» **REQUIRED ACTION**
Tally the lines in the records underneath that contain the string "Option", and state the figure by itself.

» **EXTRACTED MATERIAL**

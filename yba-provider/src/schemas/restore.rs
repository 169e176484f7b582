//! Restore schema definition
//!
//! A restore is a one-shot action: it runs on create and is only dropped from
//! state on destroy.

use yba_core::resource::Value;
use yba_core::schema::{AttributeSchema, AttributeType, ResourceSchema, types};

use super::{RESTORE, common, types as yba_types};

pub fn schema() -> ResourceSchema {
    ResourceSchema::new(RESTORE)
        .attribute(
            AttributeSchema::new("universe_uuid", yba_types::uuid())
                .required()
                .force_new(),
        )
        .attribute(
            AttributeSchema::new("storage_config_uuid", yba_types::uuid())
                .required()
                .force_new(),
        )
        .attribute(
            AttributeSchema::new("keyspace", AttributeType::String)
                .required()
                .force_new(),
        )
        .attribute(
            AttributeSchema::new("storage_location", AttributeType::String)
                .required()
                .force_new(),
        )
        .attribute(
            AttributeSchema::new("restore_type", yba_types::table_type())
                .with_default(Value::String("PGSQL_TABLE_TYPE".to_string()))
                .force_new(),
        )
        .attribute(
            AttributeSchema::new("sse", AttributeType::Bool)
                .with_default(Value::Bool(false))
                .force_new(),
        )
        .attribute(
            AttributeSchema::new("parallelism", types::positive_int())
                .with_default(Value::Int(8))
                .force_new(),
        )
        .attribute(common::id())
        .attribute(common::timeouts())
}
//! Provider - Trait abstracting resource operations
//!
//! A Provider defines operations for a specific control plane.
//! It is responsible for converting Effects into actual API calls.

use std::future::Future;
use std::pin::Pin;

use crate::resource::{Resource, ResourceId, State};
use crate::schema::ResourceSchema;

/// Broad classification of a provider failure
#[derive(Debug, Clone, Copy, PartialEq, Eq)]
pub enum ErrorKind {
    /// Network or (de)serialization failure talking to the API
    Transport,
    /// The remote object does not exist
    NotFound,
    /// An asynchronous task reached a failure status
    TaskFailed,
    /// An asynchronous task did not finish in time; it may still be running
    Timeout,
    /// Declared configuration was rejected before any remote call
    Validation,
    /// The API answered with an error status
    Api,
}

/// Error type for Provider operations
#[derive(Debug)]
pub struct ProviderError {
    pub message: String,
    pub kind: ErrorKind,
    pub resource_id: Option<ResourceId>,
    pub cause: Option<Box<dyn std::error::Error + Send + Sync>>,
}

impl std::fmt::Display for ProviderError {
    fn fmt(&self, f: &mut std::fmt::Formatter<'_>) -> std::fmt::Result {
        if let Some(ref id) = self.resource_id {
            write!(f, "[{}.{}] {}", id.resource_type, id.name, self.message)
        } else {
            write!(f, "{}", self.message)
        }
    }
}

impl std::error::Error for ProviderError {
    fn source(&self) -> Option<&(dyn std::error::Error + 'static)> {
        self.cause
            .as_ref()
            .map(|e| e.as_ref() as &dyn std::error::Error)
    }
}

impl ProviderError {
    pub fn new(message: impl Into<String>) -> Self {
        Self {
            message: message.into(),
            kind: ErrorKind::Api,
            resource_id: None,
            cause: None,
        }
    }

    pub fn validation(message: impl Into<String>) -> Self {
        Self::new(message).with_kind(ErrorKind::Validation)
    }

    pub fn with_kind(mut self, kind: ErrorKind) -> Self {
        self.kind = kind;
        self
    }

    pub fn for_resource(mut self, id: ResourceId) -> Self {
        self.resource_id = Some(id);
        self
    }

    pub fn with_cause(mut self, cause: impl std::error::Error + Send + Sync + 'static) -> Self {
        self.cause = Some(Box::new(cause));
        self
    }

    pub fn is_not_found(&self) -> bool {
        self.kind == ErrorKind::NotFound
    }
}

pub type ProviderResult<T> = Result<T, ProviderError>;

/// Return type for async operations
pub type BoxFuture<'a, T> = Pin<Box<dyn Future<Output = T> + Send + 'a>>;

/// Main Provider trait
///
/// All operations are async and involve side effects. Each operation runs
/// to completion (including waiting for remote tasks) before returning.
pub trait Provider: Send + Sync {
    /// Name of this Provider (e.g., "yba")
    fn name(&self) -> &'static str;

    /// Schemas of the resource types and data sources this Provider handles
    fn schemas(&self) -> Vec<ResourceSchema>;

    /// Get the current state of a managed resource
    ///
    /// `prior` is the last recorded state, which carries the remote
    /// identifier and parent identifiers. Returns `State::not_found()`
    /// if the resource no longer exists.
    fn read(&self, id: &ResourceId, prior: &State) -> BoxFuture<'_, ProviderResult<State>>;

    /// Read a data source
    fn read_data_source(&self, resource: &Resource) -> BoxFuture<'_, ProviderResult<State>>;

    /// Create a resource
    ///
    /// Returns State with identifier set to the remote UUID
    fn create(&self, resource: &Resource) -> BoxFuture<'_, ProviderResult<State>>;

    /// Update a resource in place
    fn update(
        &self,
        id: &ResourceId,
        from: &State,
        to: &Resource,
    ) -> BoxFuture<'_, ProviderResult<State>>;

    /// Delete a resource
    fn delete(&self, state: &State) -> BoxFuture<'_, ProviderResult<()>>;
}

/// Provider implementation for Box<dyn Provider>
/// This enables dynamic dispatch for Providers
impl Provider for Box<dyn Provider> {
    fn name(&self) -> &'static str {
        (**self).name()
    }

    fn schemas(&self) -> Vec<ResourceSchema> {
        (**self).schemas()
    }

    fn read(&self, id: &ResourceId, prior: &State) -> BoxFuture<'_, ProviderResult<State>> {
        (**self).read(id, prior)
    }

    fn read_data_source(&self, resource: &Resource) -> BoxFuture<'_, ProviderResult<State>> {
        (**self).read_data_source(resource)
    }

    fn create(&self, resource: &Resource) -> BoxFuture<'_, ProviderResult<State>> {
        (**self).create(resource)
    }

    fn update(
        &self,
        id: &ResourceId,
        from: &State,
        to: &Resource,
    ) -> BoxFuture<'_, ProviderResult<State>> {
        (**self).update(id, from, to)
    }

    fn delete(&self, state: &State) -> BoxFuture<'_, ProviderResult<()>> {
        (**self).delete(state)
    }
}

#[cfg(test)]
mod tests {
    use super::*;

    // Mock Provider for testing
    struct MockProvider;

    impl Provider for MockProvider {
        fn name(&self) -> &'static str {
            "mock"
        }

        fn schemas(&self) -> Vec<ResourceSchema> {
            vec![]
        }

        fn read(&self, id: &ResourceId, _prior: &State) -> BoxFuture<'_, ProviderResult<State>> {
            let id = id.clone();
            Box::pin(async move { Ok(State::not_found(id)) })
        }

        fn read_data_source(&self, resource: &Resource) -> BoxFuture<'_, ProviderResult<State>> {
            let state = State::existing(resource.id.clone(), resource.attributes.clone());
            Box::pin(async move { Ok(state) })
        }

        fn create(&self, resource: &Resource) -> BoxFuture<'_, ProviderResult<State>> {
            let id = resource.id.clone();
            let attrs = resource.attributes.clone();
            Box::pin(async move { Ok(State::existing(id, attrs).with_identifier("mock-id-123")) })
        }

        fn update(
            &self,
            id: &ResourceId,
            _from: &State,
            to: &Resource,
        ) -> BoxFuture<'_, ProviderResult<State>> {
            let id = id.clone();
            let attrs = to.attributes.clone();
            Box::pin(async move { Ok(State::existing(id, attrs)) })
        }

        fn delete(&self, _state: &State) -> BoxFuture<'_, ProviderResult<()>> {
            Box::pin(async { Ok(()) })
        }
    }

    #[tokio::test]
    async fn mock_provider_read_returns_not_found() {
        let provider = MockProvider;
        let id = ResourceId::new("test", "example");
        let prior = State::not_found(id.clone());
        let state = provider.read(&id, &prior).await.unwrap();
        assert!(!state.exists);
    }

    #[tokio::test]
    async fn boxed_provider_dispatches() {
        let provider: Box<dyn Provider> = Box::new(MockProvider);
        let resource = Resource::new("test", "example");
        let state = provider.create(&resource).await.unwrap();
        assert!(state.exists);
        assert_eq!(state.identifier, Some("mock-id-123".to_string()));
    }

    #[test]
    fn error_display_includes_resource() {
        let err = ProviderError::validation("bad field")
            .for_resource(ResourceId::new("yba_user", "admin"));
        assert_eq!(err.to_string(), "[yba_user.admin] bad field");
        assert_eq!(err.kind, ErrorKind::Validation);
        assert!(!err.is_not_found());
    }
}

» **RESULT OF THIS EXERCISE**
3